Followers tend to Malcolm X as he lies mortally wounded on the stage of the Audubon Ballroom in New York City, February 21, 1965. Malcom X was shot 15 times at point blank range.

By Thomas Neuburger


A half-century after the death of Civil Right activist Malcolm X, lawyers revealed new evidence of NYPD and FBI involvement in his assassination.


The Manhattan District Attorney's office, which had earlier re-opened the investigation in response to a Netflix documentary, said that "the review of this matter is active and ongoing."

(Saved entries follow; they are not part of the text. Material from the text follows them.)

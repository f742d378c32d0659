//! Linear layer
use crate::torch::initializers::Initializer;
use serde::{Deserialize, Serialize};
use tch::{nn::Path, Tensor};

/// Configuration for the [`Linear`] module.
#[derive(Debug, Copy, Clone, PartialEq, Serialize, Deserialize)]
pub struct LinearConfig {
    /// Initializer for the kernel (weight) matrix.
    pub kernel_init: Initializer,
    /// Initializer for the bias vector, if one exists.
    pub bias_init: Option<Initializer>,
}

impl Default for LinearConfig {
    fn default() -> Self {
        Self {
            kernel_init: Initializer::default(),
            bias_init: Some(Initializer::default()),
        }
    }
}

impl LinearConfig {
    /// Configuration for a layer without bias.
    pub fn without_bias() -> Self {
        Self {
            bias_init: None,
            ..Self::default()
        }
    }

    pub fn build(&self, path: &Path, in_dim: usize, out_dim: usize) -> Linear {
        Linear::new(path, in_dim, out_dim, self)
    }
}

/// Linear fully-connected layer module.
#[derive(Debug)]
pub struct Linear {
    kernel: Tensor,
    bias: Option<Tensor>,
}

impl Linear {
    pub fn new(path: &Path, in_dim: usize, out_dim: usize, config: &LinearConfig) -> Self {
        // Total fan_in is the weigths in_dim + 1 for the bias.
        let fan_in = (in_dim + 1) as i64;
        Self {
            kernel: config.kernel_init.add_tensor(
                path,
                "kernel",
                &[out_dim as i64, in_dim as i64],
                Some(fan_in),
            ),
            bias: config
                .bias_init
                .map(|init| init.add_tensor(path, "bias", &[out_dim as i64], Some(fan_in))),
        }
    }

    /// Apply to the last dimension of `input`.
    pub fn forward(&self, input: &Tensor) -> Tensor {
        input.linear(&self.kernel, self.bias.as_ref())
    }
}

The new evidence comes by way of a deathbed confession by a former NYPD policeman who gave a letter to his family saying that he, the FBI and the NYPD were responsible for the assassination. His role, he claimed, was to make sure that Malcolm X's security detail was previously arrested so that there would be no door security at the ballroom where the civil rights activist was speaking the night he was murdered.


From Reuters:


Members of Malcolm X’s family have made public what they described as a letter written by a deceased police officer stating that the New York Police Department and FBI were behind the 1965 killing of the famed Black activist and civil rights advocate.
Raymond Wood’s letter stated that he had been pressured by his NYPD supervisors to lure two members of Malcolm X’s security detail into committing crimes that resulted in their arrest just days before the fatal shooting. Those arrests kept the two men from managing door security at the ballroom and was part of conspiracy between the NYPD and FBI to have Malcolm killed, according to the letter.
“Under the direction of my handlers, I was told to encourage leaders and members of the civil rights groups to commit felonious acts,” Wood’s letter stated.

"What Everyone Knows to Be True" Is a Lie


What emerges from this revelation and those in the Netflix documentary is the clear possibility that the FBI and NYPD masterminded the assassination ultimately carried out by Malcolm X's enemies in the Nation of Islam, from which he had recently broken.


In other words, "what everyone knows to be true" — that Malcolm X was killed as a result of a feud with the Nation of Islam — is a lie.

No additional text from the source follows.